Much of the discussion focuses on the differences between two (or more) different cases to isolate the different aerosol effects; in some cases it’s rather difficult to see these interpretations (specifically Figs 8, 9, and 11). I wonder if it would be too busy to e.g. add a panel to to Fig 11 to show the SW heating differences (from the discussion on L320) for each set of differences/effects, rather than e.g. trying to remember which colors are differenced to isolate just indirect effects. In a few places the wording on these differences could have been more straightforward, e.g. L285 “the decrease in cloud cover in CTRL compared to aer-rad-off” as written isn’t clear whether you mean to highlight a decrease in cloud fraction (or altitude?) over time (differently for the two scenarios) or that CTRL has less cloud than aer-rad-off on all three days. Another instance is L344 “SW CRE generally decreases when comparing CTRL with N100”—not very clear whether this refers to changes over time or between the two. Alternatively, plotting the differences in Fig 8 might help to clarify the meaning, but runs the risk of being too busy.

Relatedly, in the discussion of quantifying the distinct effects (Table 4), I found myself wishing for a figure to better digest the findings. Perhaps some key differenced parameters from one of the earlier figures, or this table converted into stacked bar plots to show the relative radiative effects relative to one another? Another option would be shaded backgrounds in Table 4, if that’s a format allowed in ACP. Just a thought that might help to better illustrate the results.

The SEVIRI cloud values (especially cloud fraction) deviate significantly from the simulated conditions (e.g. Fig 5). The authors mention that there are relatively “few values per time,” and it’s expected to have satellite cloud retrieval gaps over the SEA, but a better sense of how much data are actually going into these figures might be helpful. Relatedly, are there specific criteria for what trajectories are considered “relatively close” for averaging purposes? (L255).

It would be useful to cite Cochrane et al., 2022 (https://doi.org/10.5194/amt-15-61-2022) in the discussion section as well. Admittedly the framing is a bit different, but considering both are using data from August 2017 in the southeast Atlantic, it would be interesting to place the time-evolved heating rates presented here in the context of their observationally-constrained aerosol and water vapor heating. Specifically how one might reconcile the differences between this paper’s Figure 11 and the more vertically-distributed heating rates (their Fig 7).

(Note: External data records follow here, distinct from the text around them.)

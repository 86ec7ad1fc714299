pub mod orders;

use axum::Router;
use tower_http::trace::TraceLayer;

use crate::{app_state::AppState, bootstrap};

/// The full HTTP application: order routes, their OpenAPI document and request tracing.
pub fn app(state: AppState) -> Router {
    let (routes, mut openapi) = orders::routes_with_openapi().split_for_parts();
    openapi.info = utoipa::openapi::InfoBuilder::new()
        .title("Restaurant OrderService API")
        .version("1.0.0")
        .build();

    Router::new()
        .merge(routes)
        .merge(bootstrap::create_swagger_ui(openapi))
        .layer(TraceLayer::new_for_http())
        .with_state(state)
}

Any idea what’s happening with DRY’s precip (Fig 7g-h) with that uptick on the last day (particularly AUG03)?

Minor comments:
I felt that the paper seemed to jump around a bit in terms of the figure discussion. The figures are all referenced in order of first mention starting in Section 3.1, but the actual scientific discussion (Sec 3.2, 3.3) jumps through Figs 5, 10, 2, 5, 11, 7, 2, 11, 6, 5… I understand why the authors have organized the discussion by parameter, and each set of effects is illustrated by different figures so maybe this can't be helped, but it makes the full picture a bit hard to understand without a lot of scrolling. Another suggestion for flow and readability would be to more explicitly label sections 3.3-3.5 with the case differences (i.e., L191-193), to better interpret the relevant differences when jumping around between the different figures (or conversely, somehow identify the panels/curves in the figures by their relevance to e.g. “aerosol indirect effects,” which I essentially already suggested in the second comment from the top). But these are just suggestions that might further improve an overall decent paper.

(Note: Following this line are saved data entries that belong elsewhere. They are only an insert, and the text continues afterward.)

//! Postgres adapters built on diesel-async and a bb8 pool.

use diesel::{QueryDsl, SelectableHelper, result::Error as DieselError};
use diesel_async::{
    AsyncConnection, AsyncPgConnection, RunQueryDsl, TransactionManager,
    pooled_connection::bb8::PooledConnection,
};

use crate::{
    db::DbPool,
    domain::{CartItem, Merchant, Order, SelectedCartItem},
    models::{
        CartItemEntity, CreateCartItemEntity, CreateOrderEntity, CreateSelectedCartItemEntity,
        MerchantEntity, OrderEntity, SelectedCartItemEntity,
    },
    schema::{cart_items, merchants, orders, selected_cart_items},
};

use super::{
    CartItemRepository, MerchantRepository, OrderRepository, RepositoryError, SelectedCartItemRepository,
    Session,
    mappers::{CartItemMapper, MerchantMapper, OrderMapper, SelectedCartItemMapper},
};

type PgTransactionManager = <AsyncPgConnection as AsyncConnection>::TransactionManager;

/// One pooled connection held for the duration of a workflow.
///
/// Dropping it hands the connection back to the pool; a connection still
/// inside a transaction is discarded by the pool instead of reused.
pub struct PgSession {
    conn: PooledConnection<'static, AsyncPgConnection>,
}

impl PgSession {
    fn connection(&mut self) -> &mut AsyncPgConnection {
        &mut self.conn
    }
}

impl Session for PgSession {
    async fn start_transaction(&mut self) -> Result<(), RepositoryError> {
        PgTransactionManager::begin_transaction(self.connection()).await?;
        Ok(())
    }

    async fn commit_transaction(&mut self) -> Result<(), RepositoryError> {
        PgTransactionManager::commit_transaction(self.connection()).await?;
        Ok(())
    }

    async fn abort_transaction(&mut self) -> Result<(), RepositoryError> {
        PgTransactionManager::rollback_transaction(self.connection()).await?;
        Ok(())
    }

    async fn end_session(self) {
        drop(self.conn);
    }
}

/// All Postgres repositories over one shared pool.
#[derive(Clone)]
pub struct PgRepositories {
    pub orders: PgOrderRepository,
    pub cart_items: PgCartItemRepository,
    pub selected_cart_items: PgSelectedCartItemRepository,
    pub merchants: PgMerchantRepository,
}

impl PgRepositories {
    pub fn new(pool: DbPool) -> Self {
        Self {
            orders: PgOrderRepository { pool: pool.clone() },
            cart_items: PgCartItemRepository,
            selected_cart_items: PgSelectedCartItemRepository,
            merchants: PgMerchantRepository { pool },
        }
    }
}

#[derive(Clone)]
pub struct PgOrderRepository {
    pool: DbPool,
}

impl OrderRepository for PgOrderRepository {
    type Session = PgSession;

    async fn start_session(&self) -> Result<PgSession, RepositoryError> {
        let conn = self
            .pool
            .get_owned()
            .await
            .map_err(|e| RepositoryError::Connection(e.to_string()))?;
        Ok(PgSession { conn })
    }

    async fn create_order(
        &self,
        session: &mut PgSession,
        model: CreateOrderEntity,
    ) -> Result<Order, RepositoryError> {
        let order: OrderEntity = diesel::insert_into(orders::table)
            .values(model)
            .returning(OrderEntity::as_returning())
            .get_result(session.connection())
            .await?;

        OrderMapper::to_domain(order)
    }
}

#[derive(Clone, Copy)]
pub struct PgCartItemRepository;

impl CartItemRepository<PgSession> for PgCartItemRepository {
    async fn insert_many(
        &self,
        session: &mut PgSession,
        models: Vec<CreateCartItemEntity>,
    ) -> Result<Vec<CartItem>, RepositoryError> {
        let rows: Vec<CartItemEntity> = diesel::insert_into(cart_items::table)
            .values(models)
            .returning(CartItemEntity::as_returning())
            .get_results(session.connection())
            .await?;

        Ok(rows.into_iter().map(CartItemMapper::to_domain).collect())
    }
}

#[derive(Clone, Copy)]
pub struct PgSelectedCartItemRepository;

impl SelectedCartItemRepository<PgSession> for PgSelectedCartItemRepository {
    async fn insert_many(
        &self,
        session: &mut PgSession,
        models: Vec<CreateSelectedCartItemEntity>,
    ) -> Result<Vec<SelectedCartItem>, RepositoryError> {
        let rows: Vec<SelectedCartItemEntity> = diesel::insert_into(selected_cart_items::table)
            .values(models)
            .returning(SelectedCartItemEntity::as_returning())
            .get_results(session.connection())
            .await?;

        Ok(rows.into_iter().map(SelectedCartItemMapper::to_domain).collect())
    }
}

#[derive(Clone)]
pub struct PgMerchantRepository {
    pool: DbPool,
}

impl MerchantRepository for PgMerchantRepository {
    async fn find_one(&self, id: uuid::Uuid) -> Result<Merchant, RepositoryError> {
        let conn = &mut self
            .pool
            .get()
            .await
            .map_err(|e| RepositoryError::Connection(e.to_string()))?;

        let merchant = merchants::table
            .find(id)
            .select(MerchantEntity::as_select())
            .get_result(conn)
            .await;

        match merchant {
            Ok(merchant) => Ok(MerchantMapper::to_domain(merchant)),
            Err(DieselError::NotFound) => Err(RepositoryError::NotFound),
            Err(err) => Err(err.into()),
        }
    }
}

There’s some discussion of the definition of SCT being a “soft” reference (L454) but nonetheless a reference that the authors use—I might suggest a vertical line or an arrow to indicate where this threshold is met on Figs 2-4 (but especially Fig 4) in each case.

L175: “due to a combination of…” shouldn’t this also include direct effects as “all aerosol effects combined” (L193)?

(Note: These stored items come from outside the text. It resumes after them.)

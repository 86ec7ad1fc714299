use uuid::Uuid;

use super::{Audit, ValidationError, ensure_amount, ensure_quantity};

/// Submitted cart item fields, checked before any order exists.
#[derive(Debug, Clone, PartialEq)]
pub struct CartItemFields {
    pub menu_id: Uuid,
    pub base_price: f64,
    pub quantity: i32,
}

impl CartItemFields {
    pub fn new(menu_id: Uuid, base_price: f64, quantity: i32) -> Result<Self, ValidationError> {
        ensure_amount("Cart item base price", base_price)?;
        ensure_quantity("Cart item quantity", quantity)?;
        Ok(Self {
            menu_id,
            base_price,
            quantity,
        })
    }
}

/// A cart item bound to its (already stored) order.
#[derive(Debug, Clone, PartialEq)]
pub struct NewCartItem {
    pub order_id: Uuid,
    pub menu_id: Uuid,
    pub base_price: f64,
    pub quantity: i32,
    pub audit: Audit,
}

impl NewCartItem {
    pub fn create(fields: CartItemFields, order_id: Uuid, audit: Audit) -> Self {
        let CartItemFields {
            menu_id,
            base_price,
            quantity,
        } = fields;
        Self {
            order_id,
            menu_id,
            base_price,
            quantity,
            audit,
        }
    }
}

#[derive(Debug, Clone, PartialEq)]
pub struct CartItem {
    pub id: Uuid,
    pub order_id: Uuid,
    pub menu_id: Uuid,
    pub base_price: f64,
    pub quantity: i32,
    pub audit: Audit,
}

L192: “negligible semi-direct aerosol effect”—why is this, if that’s included (excluded) with direct effects in aer-rad-off? Especially since L340 argues that semi-direct effects are more important than indirect effects in (I think) the differencing of those two scenarios.

L200: suggest to define your SW/LW wavelength ranges here, or at L194.

L206: “geostationary”

If it’s not too much trouble I might recommend to flip the orientation of Figs 2-4 and 11, so that simulations are rows and dates are columns, to match the layout (dates = columns) used in Figs 5-9.

L445: “considered that the cloud cover should remain below 50%” I’m not sure I follow this meaning, but I’m not familiar with the particular study being referenced.

Fig 10: are the MIMICA curves for CTRL, or for the average of all experiments (but Fig 4 suggests changes in clouds among the different scenarios). If it’s the latter, I’d suggest adding uncertainties to each date; if it’s the former just clarify that in the caption.

While reading on a mobile device (iOS) I made a comment that I’d like to see ranges on the SEVIRI cloud values in Fig 10, but in opening the .pdf on a PC, I see the authors have already provided this! I’m not sure what quirk of technology made my iOS copy of the figure lose the red shading (even after re-downloading-- maybe something strange with the vector graphics?) but I hope the authors and/or editorial team can ensure this is rendered properly on all devices during final publication. I mention it just because this isn’t an issue I’ve seen before. All that aside, it would be good if the caption would describe what’s shown by the shading (1 standard deviation in CLAAS-3?)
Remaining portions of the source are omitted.